In Silico Screening of Some Anti-Cancer Drugs Against the Main Protease of COVID-19 Using Molecular Docking

The SARS-CoV-2 pandemic has led to major worldwide health concerns. Design and detection of effective drugs and adjuvant therapies to treat COVID-19 disease in the shortest possible time have become one of the most critical global challenges. In this study, we investigated the effect of some anticancer drugs against the COVID-19 main protease (M^pro/3CL^pro) to detect an effective treatment, using a molecular docking approach as a fast and cost-effective method. Accordingly, 44 anticancer drugs were selected as a target for the virtual screening. The molecular docking study was carried out using AutoDock Tools (ADT), AutoDock Vina, Discovery Studio, and Open Babel software.

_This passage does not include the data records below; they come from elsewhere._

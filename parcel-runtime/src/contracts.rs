//! Solidity bindings for the on-chain collaborators.
//!
//! Two incompatible per-license interface generations exist side by
//! side: the unified (V2) diamond exposes current/pending bids with a
//! content hash, the split (V1) deployment exposes a base bid and a
//! separate penalty bid without one. The registry likewise has a path
//! read and a rectangle read depending on claim generation.

use alloy::sol;

sol! {
    #[sol(rpc)]
    interface ILicenseDiamondV2 {
        function currentBid() external view returns (
            uint256 timestamp,
            address bidder,
            uint256 contributionRate,
            uint256 perSecondFeeNumerator,
            uint256 perSecondFeeDenominator,
            uint256 forSalePrice,
            bytes contentHash
        );

        function pendingBid() external view returns (
            uint256 timestamp,
            address bidder,
            uint256 contributionRate,
            uint256 perSecondFeeNumerator,
            uint256 perSecondFeeDenominator,
            uint256 forSalePrice,
            bytes contentHash
        );
    }

    #[sol(rpc)]
    interface ILicenseDiamondV1 {
        function bid() external view returns (
            uint256 timestamp,
            address bidder,
            uint256 contributionRate,
            uint256 perSecondFeeNumerator,
            uint256 perSecondFeeDenominator,
            uint256 forSalePrice
        );

        function penaltyBid() external view returns (
            uint256 timestamp,
            address bidder,
            uint256 contributionRate,
            uint256 perSecondFeeNumerator,
            uint256 perSecondFeeDenominator,
            uint256 forSalePrice
        );
    }

    #[sol(rpc)]
    interface IParcelRegistry {
        function getLandParcel(uint256 id) external view returns (
            uint64 baseCoordinate,
            uint256[] memory path
        );

        function getLandParcelV2(uint256 id) external view returns (
            uint64 swCoordinate,
            uint256 latDim,
            uint256 lngDim
        );

        function getLicenseDiamond(uint256 id) external view returns (address);
    }
}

Tucatinib, selinexor, irinotecan, olaparib, dacomitinib, lapatinib, ibrutinib, and pazopanib were ranked top as COVID-19 inhibitors with the respective binding energy of -10.1, -9.4, -9.2, -8.9, -8.7, -8.7, -8.6, and -8.5 kcal/mol. Among the drugs tested, tucatinib displayed the highest binding affinity and strong interactions with the active site of COVID-19 3CL^pro (-10.1 kcal/mol). Pharmacokinetics properties and drug-likeness of the top 8 selected anticancer drugs were evaluated. The results showed that these drugs could be utilized as potential inhibitors against the main protease of COVID-19, which can help control the spread of this disease. However, in vitro, in vivo studies, and clinical trials will help evaluate the efficacy of these drugs against COVID-19.